Diese Technologie bietet die Gelegenheit, nicht nur historische Daten zu sammeln und zu visualisieren, und z.B. für eine transparente Netzplanung zu nutzen, sondern vor allem auch diese Daten miteinander zu vernetzen. Eindrucksvoll belegt der gelernte Informatiker das Optimierungspotenzial, z.B. einer Erhöhung der Effizienz von 10-20% in der Niederspannung oder einer deutlichen Reduktion des Netz-Investments. Mehr dazu in der Präsentation.
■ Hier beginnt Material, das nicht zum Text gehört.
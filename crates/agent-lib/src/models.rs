//! Core data models for the detection agent

use std::collections::HashMap;
use std::fmt;

use chrono::{DateTime, Utc};
use serde::{Deserialize, Serialize};

/// A detected programming language.
///
/// The serialized names are part of the wire contract with the config
/// updater and must not change.
#[derive(Debug, Clone, Copy, PartialEq, Eq, Hash, Serialize, Deserialize)]
pub enum Language {
    Java,
    Python,
    #[serde(rename = "nodejs")]
    NodeJs,
    Go,
    #[serde(rename = ".NET")]
    DotNet,
    #[serde(rename = "PHP")]
    Php,
    Ruby,
    Rust,
    Unknown,
}

impl Language {
    /// Languages the config updater can auto-instrument. Anything else is
    /// cached and logged but never forwarded.
    pub fn otel_supported(&self) -> bool {
        matches!(
            self,
            Language::Go | Language::NodeJs | Language::Python | Language::Java | Language::DotNet
        )
    }

    pub fn as_str(&self) -> &'static str {
        match self {
            Language::Java => "Java",
            Language::Python => "Python",
            Language::NodeJs => "nodejs",
            Language::Go => "Go",
            Language::DotNet => ".NET",
            Language::Php => "PHP",
            Language::Ruby => "Ruby",
            Language::Rust => "Rust",
            Language::Unknown => "Unknown",
        }
    }
}

impl fmt::Display for Language {
    fn fmt(&self, f: &mut fmt::Formatter<'_>) -> fmt::Result {
        f.write_str(self.as_str())
    }
}

/// Qualitative detection confidence, ordered low < medium < high.
#[derive(Debug, Clone, Copy, PartialEq, Eq, PartialOrd, Ord, Hash, Serialize, Deserialize)]
#[serde(rename_all = "lowercase")]
pub enum Confidence {
    Low,
    Medium,
    High,
}

impl Confidence {
    pub fn as_str(&self) -> &'static str {
        match self {
            Confidence::Low => "low",
            Confidence::Medium => "medium",
            Confidence::High => "high",
        }
    }
}

impl fmt::Display for Confidence {
    fn fmt(&self, f: &mut fmt::Formatter<'_>) -> fmt::Result {
        f.write_str(self.as_str())
    }
}

/// Outcome of running the inspector pipeline against one process.
#[derive(Debug, Clone, PartialEq, Eq)]
pub struct DetectionResult {
    pub language: Language,
    pub framework: String,
    pub version: String,
    pub confidence: Confidence,
}

impl DetectionResult {
    pub fn unknown() -> Self {
        Self {
            language: Language::Unknown,
            framework: String::new(),
            version: String::new(),
            confidence: Confidence::Low,
        }
    }
}

/// Kind of the controller that owns a pod.
#[derive(Debug, Clone, Copy, PartialEq, Eq, Hash, Serialize, Deserialize)]
pub enum WorkloadKind {
    Deployment,
    DaemonSet,
    StatefulSet,
    ReplicaSet,
    Pod,
}

impl WorkloadKind {
    pub fn as_str(&self) -> &'static str {
        match self {
            WorkloadKind::Deployment => "Deployment",
            WorkloadKind::DaemonSet => "DaemonSet",
            WorkloadKind::StatefulSet => "StatefulSet",
            WorkloadKind::ReplicaSet => "ReplicaSet",
            WorkloadKind::Pod => "Pod",
        }
    }

    pub fn parse(kind: &str) -> Option<Self> {
        match kind {
            "Deployment" => Some(WorkloadKind::Deployment),
            "DaemonSet" => Some(WorkloadKind::DaemonSet),
            "StatefulSet" => Some(WorkloadKind::StatefulSet),
            "ReplicaSet" => Some(WorkloadKind::ReplicaSet),
            "Pod" => Some(WorkloadKind::Pod),
            _ => None,
        }
    }
}

impl fmt::Display for WorkloadKind {
    fn fmt(&self, f: &mut fmt::Formatter<'_>) -> fmt::Result {
        f.write_str(self.as_str())
    }
}

/// Name used for pods with no controller owner.
pub const STANDALONE_POD: &str = "Standalone Pod";

/// The unit that flows upstream: one container's detection result plus the
/// cluster coordinates needed to apply instrumentation to it.
#[derive(Debug, Clone, Serialize, Deserialize)]
pub struct ContainerInfo {
    pub pod_name: String,
    pub namespace: String,
    pub container_name: String,
    pub image: String,
    pub kind: WorkloadKind,
    pub deployment_name: String,
    pub env_vars: HashMap<String, String>,
    #[serde(default, skip_serializing_if = "Vec::is_empty")]
    pub process_commands: Vec<String>,
    pub detected_at: DateTime<Utc>,
    pub language: Language,
    pub framework: String,
    pub confidence: Confidence,
    pub evidence: Vec<String>,
    /// Whether the owning workload already carries instrumentation
    /// annotations. Reserved for the updater; never gates forwarding here.
    pub enabled: bool,
}

impl ContainerInfo {
    /// Blank record for a container that has been located in the cluster but
    /// not yet classified.
    pub fn pending(pod_name: &str, namespace: &str, container_name: &str, image: &str) -> Self {
        Self {
            pod_name: pod_name.to_string(),
            namespace: namespace.to_string(),
            container_name: container_name.to_string(),
            image: image.to_string(),
            kind: WorkloadKind::Pod,
            deployment_name: String::new(),
            env_vars: HashMap::new(),
            process_commands: Vec::new(),
            detected_at: Utc::now(),
            language: Language::Unknown,
            framework: String::new(),
            confidence: Confidence::Low,
            evidence: Vec::new(),
            enabled: false,
        }
    }
}

#[cfg(test)]
mod tests {
    use super::*;

    #[test]
    fn language_wire_names_match_updater_contract() {
        assert_eq!(serde_json::to_string(&Language::NodeJs).unwrap(), "\"nodejs\"");
        assert_eq!(serde_json::to_string(&Language::DotNet).unwrap(), "\".NET\"");
        assert_eq!(serde_json::to_string(&Language::Php).unwrap(), "\"PHP\"");
        assert_eq!(serde_json::to_string(&Language::Go).unwrap(), "\"Go\"");
    }

    #[test]
    fn confidence_ordering() {
        assert!(Confidence::High > Confidence::Medium);
        assert!(Confidence::Medium > Confidence::Low);
    }

    #[test]
    fn otel_supported_set() {
        for lang in [
            Language::Go,
            Language::NodeJs,
            Language::Python,
            Language::Java,
            Language::DotNet,
        ] {
            assert!(lang.otel_supported(), "{lang} should be forwarded");
        }
        for lang in [Language::Php, Language::Ruby, Language::Rust, Language::Unknown] {
            assert!(!lang.otel_supported(), "{lang} should not be forwarded");
        }
    }

    #[test]
    fn unknown_result_is_low_confidence() {
        let r = DetectionResult::unknown();
        assert_eq!(r.language, Language::Unknown);
        assert_eq!(r.confidence, Confidence::Low);
    }
}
Die Digitalisierung in Unternehmen voranbringen
Zur Einführung der Digitalisierung ist es unabhängig der Unternehmensgröße wichtig, dass die zukünftigen AnwenderInnen und EntscheidungsträgerInnen rechtzeitig eingebunden werden und von der Vorteilhaftigkeit der etablierten Systeme überzeugt sind. Dabei kommt es auf den richtigen Zeitpunkt an, denn oftmals können Bedenken (z.B. „gläsernere MitarbeiterInnen“) zum sich ändernden Rollenbild der MitarbeiterInnen (v.a. in größeren Unternehmen, die auch Gewerkschaften haben) bestehen. Für die Umsetzung neuer Systeme sind genügend Raum und Zeit in der Unternehmensentwicklung einzuräumen und entsprechende Schnittstellen und Normen zu etablieren. In regulierten Unternehmen sind oftmals auch die entsprechenden gesetzlichen Vorgaben im Vorfeld anzupassen.
Für Unternehmen ist es essentiell, durch den Einsatz digitaler Tools auch neue Services und Produkte am Markt platzieren und als Folge daraus auch ökonomische Vorteile generieren zu können. Dahingehend spielt der Zeitpunkt der Einführung eine wichtige Rolle, um z.B. gesellschaftlichen Trends rechtzeitig folgen zu können. Solche Trends können z.B. die Etablierung von automatisierten Abrechnungssystemen für Energiegemeinschaften oder auch andere Anreize / Informationssysteme für die unterschiedlichen Kundensegmente sein.
Durch den regen Austausch mit den TeilnehmerInnen war für ein dynamisches und interaktives Online-Event gesorgt.
Wir bedanken uns für das Interesse und freuen uns bereits auf den nächsten Green Energy Lab-Insight Talk!